The report also indicated that funding deficits plunged to $30 billion at the end of 2022 from $65 billion at the end of 2021.
In addition, the report revealed that this group of pension plans saw an average loss in assets of 21% last year as almost every asset class incurred losses. "If it were not for an equally historic rise in rates, funded status would have catastrophically deteriorated, as we saw in 2008," said Justin Owens, director, investment strategy and solutions at Russell Investments, in a news release issued in conjunction with the report.
Moreover, liabilities, which had exceeded the $1 trillion level in 2019 and 2020, fell below $725 billion in 2022, the lowest such level since 2008. "The jump in discount rates seemed to wipe away the past decade of liability growth all at once," Mr. Owens said in the release. "Peak pension seems to be in the rearview mirror."
The total assets of this group of plans fell below $700 billion in 2022 for the first time since 2011, after reaching $933 billion in 2021. Mr. Owens commented in the release that this reduction in asset values was due to the "effects of asset returns, expenses and benefit payments, including some large pension risk transfers." He also noted that unlike 2008 — the most recent calendar year that saw a dramatic drop in assets — liabilities also dropped simultaneously.
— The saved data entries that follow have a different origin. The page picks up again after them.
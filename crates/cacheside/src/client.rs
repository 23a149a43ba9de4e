//! Shared cache client.

use std::sync::{Arc, OnceLock};
use std::time::Duration;

use deadpool_redis::Pool;

use crate::backend::{Backend, LocalStore};
use crate::config::CacheConfig;
use crate::request::Request;

/// Shared handle over the configured cache stores.
///
/// Constructed once at startup and cloned freely; every request created
/// from it shares the same stores. A missing local store is created on
/// first use with the default policy. A missing Redis pool is never
/// created lazily: remote requests degrade to computing without a cache.
#[derive(Clone)]
pub struct Client {
    inner: Arc<ClientInner>,
}

struct ClientInner {
    local: OnceLock<LocalStore>,
    remote: Option<Pool>,
}

impl Client {
    /// Create a client from pre-built stores. Either may be absent.
    pub fn new(local: Option<LocalStore>, remote: Option<Pool>) -> Self {
        let cell = OnceLock::new();
        if let Some(store) = local {
            // a fresh cell cannot already be set
            let _ = cell.set(store);
        }
        Self {
            inner: Arc::new(ClientInner {
                local: cell,
                remote,
            }),
        }
    }

    /// Build a client from configuration.
    ///
    /// When Redis is disabled, or the pool cannot be created or reached,
    /// the client comes up local-only and remote requests fall through to
    /// their computation.
    pub async fn from_config(config: &CacheConfig) -> Self {
        let local = LocalStore::new(
            Duration::from_secs(config.local.default_ttl_secs),
            Duration::from_secs(config.local.sweep_interval_secs),
        );

        if !config.redis.enabled {
            tracing::info!("redis disabled, using local cache only");
            return Self::new(Some(local), None);
        }

        tracing::info!(url = %config.redis.url, "connecting to redis");

        let mut redis_config = deadpool_redis::Config::from_url(&config.redis.url);
        let pool_config = redis_config.pool.get_or_insert_with(Default::default);
        pool_config.max_size = config.redis.pool_size;
        let timeout = Some(Duration::from_millis(config.redis.timeout_ms));
        pool_config.timeouts.wait = timeout;
        pool_config.timeouts.create = timeout;
        pool_config.timeouts.recycle = timeout;

        let pool = match redis_config.create_pool(Some(deadpool_redis::Runtime::Tokio1)) {
            Ok(pool) => pool,
            Err(e) => {
                tracing::warn!(error = %e, "failed to create redis pool, using local cache only");
                return Self::new(Some(local), None);
            }
        };

        match pool.get().await {
            Ok(_) => {
                tracing::info!("connected to redis");
                Self::new(Some(local), Some(pool))
            }
            Err(e) => {
                tracing::warn!(error = %e, "failed to connect to redis, using local cache only");
                Self::new(Some(local), None)
            }
        }
    }

    /// Start a request against the local backend.
    pub fn local<T>(&self) -> Request<T> {
        Request::new(self.clone(), Backend::Local)
    }

    /// Start a request against the remote backend.
    pub fn remote<T>(&self) -> Request<T> {
        Request::new(self.clone(), Backend::Remote)
    }

    /// The shared local store, created with the default policy on first
    /// use. Exposed for maintenance (invalidation, purging) and tests.
    pub fn local_store(&self) -> &LocalStore {
        self.inner.local.get_or_init(LocalStore::with_defaults)
    }

    pub(crate) fn has_local_store(&self) -> bool {
        self.inner.local.get().is_some()
    }

    pub(crate) fn remote_pool(&self) -> Option<&Pool> {
        self.inner.remote.as_ref()
    }
}
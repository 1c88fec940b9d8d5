//! PEM electrolyzer cluster simulator.
//!
//! Simulates hydrogen production, stack degradation and replacement needs of
//! a cluster of identical PEM stacks driven by an external power signal.

pub mod config;
pub mod controller;
pub mod domain;
pub mod optimizer;
pub mod simulation;
pub mod telemetry;
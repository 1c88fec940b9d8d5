//! Cluster dispatch: supply clamping, on/off design and startup losses.

pub mod dispatch;

pub use dispatch::{ClusterDispatchPolicy, DispatchPlan, STARTUP_TIME_S};
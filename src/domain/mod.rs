pub mod cluster;
pub mod error;
pub mod results;
pub mod status;

pub use cluster::*;
pub use error::*;
pub use results::*;
pub use status::*;
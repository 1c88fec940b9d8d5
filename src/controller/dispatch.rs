//! # Cluster Dispatch
//!
//! Turns an external power signal into a per-timestep operating plan:
//!
//! 1. **Supply**: clamp input to `[0, cluster rating]`, discarding the excess
//!    as curtailment. Nothing is carried to later timesteps.
//! 2. **Design**: switch the whole cluster on when the clamped power reaches
//!    10 % of cluster rating, and share power equally across all stacks.
//! 3. **Startup**: a timestep where the cluster switches on loses the first
//!    `STARTUP_TIME_S` of production.
//!
//! Dispatch is stateless threshold logic with no hysteresis.

use serde::{Deserialize, Serialize};

use crate::domain::{ClusterConfig, ClusterStatus};

/// Time to reach production after a cold start (s)
pub const STARTUP_TIME_S: f64 = 600.0;

/// Operating plan for every timestep of a power series
#[derive(Debug, Clone, Default, PartialEq, Serialize, Deserialize)]
pub struct DispatchPlan {
    pub clamped_power_kw: Vec<f64>,
    pub curtailed_power_kw: Vec<f64>,
    pub status: Vec<ClusterStatus>,
    pub active_stacks: Vec<u32>,
    pub power_per_stack_kw: Vec<f64>,
    /// Hydrogen scaling for startup losses
    pub startup_multiplier: Vec<f64>,
}

impl DispatchPlan {
    pub fn len(&self) -> usize {
        self.status.len()
    }

    pub fn is_empty(&self) -> bool {
        self.status.is_empty()
    }
}

#[derive(Debug, Clone, Copy, PartialEq)]
pub struct ClusterDispatchPolicy {
    max_stacks: u32,
    stack_rating_kw: f64,
    timestep_s: f64,
    min_power_kw: f64,
}

impl ClusterDispatchPolicy {
    pub fn from_config(config: &ClusterConfig) -> Self {
        Self {
            max_stacks: config.max_stacks,
            stack_rating_kw: config.stack_rating_kw,
            timestep_s: config.timestep_s,
            min_power_kw: config.min_cluster_power_kw(),
        }
    }

    pub fn cluster_rating_kw(&self) -> f64 {
        f64::from(self.max_stacks) * self.stack_rating_kw
    }

    /// Cluster switch-on threshold (kW)
    pub fn min_power_kw(&self) -> f64 {
        self.min_power_kw
    }

    /// Clamp input power to what the cluster can take. Returns
    /// `(clamped, curtailed)`; negative input clamps to zero and is not
    /// curtailment.
    pub fn external_power_supply(&self, power_in_kw: &[f64]) -> (Vec<f64>, Vec<f64>) {
        let rating = self.cluster_rating_kw();
        power_in_kw
            .iter()
            .map(|&p| {
                let clamped = p.clamp(0.0, rating);
                (clamped, (p - rating).max(0.0))
            })
            .unzip()
    }

    /// Status of the whole cluster at `clamped_power_kw`
    pub fn status(&self, clamped_power_kw: f64) -> ClusterStatus {
        if clamped_power_kw >= self.min_power_kw {
            ClusterStatus::On
        } else {
            ClusterStatus::Off
        }
    }

    /// Cluster status, active stacks and per-stack power for each timestep
    pub fn system_design(
        &self,
        clamped_power_kw: &[f64],
    ) -> (Vec<ClusterStatus>, Vec<u32>, Vec<f64>) {
        let mut status = Vec::with_capacity(clamped_power_kw.len());
        let mut stacks = Vec::with_capacity(clamped_power_kw.len());
        let mut per_stack = Vec::with_capacity(clamped_power_kw.len());

        for &power in clamped_power_kw {
            let s = self.status(power);
            let active = if s.is_on() { self.max_stacks } else { 0 };
            status.push(s);
            stacks.push(active);
            per_stack.push(if active > 0 {
                power / f64::from(active)
            } else {
                0.0
            });
        }

        (status, stacks, per_stack)
    }

    /// Fraction of a timestep that produces hydrogen after a cold start
    pub fn startup_fraction(&self) -> f64 {
        (1.0 - STARTUP_TIME_S / self.timestep_s).max(0.0)
    }

    /// Hydrogen multipliers: the startup fraction on off→on steps, 1 elsewhere.
    /// The first timestep has no predecessor and is never a startup.
    pub fn startup_multipliers(&self, status: &[ClusterStatus]) -> Vec<f64> {
        let fraction = self.startup_fraction();
        std::iter::once(1.0)
            .chain(status.windows(2).map(|w| {
                if w[1].transition_from(w[0]) > 0 {
                    fraction
                } else {
                    1.0
                }
            }))
            .take(status.len())
            .collect()
    }

    pub fn plan(&self, power_in_kw: &[f64]) -> DispatchPlan {
        let (clamped_power_kw, curtailed_power_kw) = self.external_power_supply(power_in_kw);
        let (status, active_stacks, power_per_stack_kw) = self.system_design(&clamped_power_kw);
        let startup_multiplier = self.startup_multipliers(&status);

        DispatchPlan {
            clamped_power_kw,
            curtailed_power_kw,
            status,
            active_stacks,
            power_per_stack_kw,
            startup_multiplier,
        }
    }
}
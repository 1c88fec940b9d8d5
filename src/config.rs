use anyhow::Result;
use figment::{providers::{Env, Format, Toml}, Figment};
use serde::{Deserialize, Serialize};
use std::path::Path;

use crate::domain::ClusterConfig;

const DEFAULT_CONFIG_PATH: &str = "config/default.toml";

#[derive(Debug, Clone, Default, PartialEq, Serialize, Deserialize)]
#[serde(default)]
pub struct Config {
    pub cluster: ClusterConfig,
}

impl Config {
    pub fn load() -> Result<Self> {
        Self::load_from(DEFAULT_CONFIG_PATH)
    }

    /// `path` merged with `PEM__`-prefixed environment variables. A missing
    /// file leaves the built-in defaults in place.
    pub fn load_from(path: impl AsRef<Path>) -> Result<Self> {
        let figment = Figment::new()
            .merge(Toml::file(path.as_ref()))
            .merge(Env::prefixed("PEM__").split("__"));
        Ok(figment.extract()?)
    }
}

#[cfg(test)]
mod tests {
    use super::*;
    use figment::Jail;

    #[test]
    fn test_defaults_without_file() {
        Jail::expect_with(|_jail| {
            let cfg = Config::load_from("missing.toml").unwrap();
            assert_eq!(cfg, Config::default());
            Ok(())
        });
    }

    #[test]
    fn test_file_and_env_layers() {
        Jail::expect_with(|jail| {
            jail.create_file(
                "cluster.toml",
                r#"
                [cluster]
                max_stacks = 4
                operating_temperature_c = 70.0

                [cluster.degradation]
                eol_efficiency_loss_percent = 10.0
                "#,
            )?;
            jail.set_env("PEM__CLUSTER__MAX_STACKS", "8");
            jail.set_env("PEM__CLUSTER__DEGRADATION__FATIGUE", "false");

            let cfg = Config::load_from("cluster.toml").unwrap();
            assert_eq!(cfg.cluster.max_stacks, 8);
            assert_eq!(cfg.cluster.operating_temperature_c, 70.0);
            assert_eq!(cfg.cluster.n_cells, 130);
            assert!(!cfg.cluster.degradation.fatigue);
            assert!(cfg.cluster.degradation.uptime);
            assert_eq!(cfg.cluster.degradation.eol_efficiency_loss_percent, Some(10.0));
            Ok(())
        });
    }

    #[test]
    fn test_shipped_defaults_match_built_in() {
        Jail::expect_with(|_jail| {
            let path = concat!(env!("CARGO_MANIFEST_DIR"), "/config/default.toml");
            assert_eq!(Config::load_from(path).unwrap().cluster, ClusterConfig::default());
            Ok(())
        });
    }
}
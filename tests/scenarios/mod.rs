mod cluster_scenarios;
mod invariants;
Contributions amounted to about $11 billion in 2022, far below the high point of $32.3 billion reached in 2017. Mr. Owens explained in the release that the majority of contributions now paid for this group are for unfunded, non-qualified plans for highly compensated employees, and for non-U.S. plans with varying funding requirements.
"Discretionary contributions are quite uncommon in the current environment," he added.
Looking ahead, Mr. Owens added, the "unusual developments of 2022 appear to be taking hold for 2023, based on each company's disclosed expectations. If this is the new normal, we'd expect ongoing funding relief and improved funded status will continue to drive contribution decisions."
Looking at the bigger picture, Mr. Owens said that corporate pension trends "typically move slowly in fairly predictable patterns with some blips along the way, but the year 2022 may have turned the new normal on its head."
Investment losses, discount rates, total assets, contributions, liabilities and ultimately funded status "all hit levels not seen in at least 10 years," he stated.
Mr. Owens further stated in the release that the effect of actuarial gains, primarily discount rate changes, was larger than any other year since his research began in 2005, and that they "slightly outpaced" the investment losses to "improve the funding deficit."
He also indicated that the impact of employer contributions in 2022 was "minimal."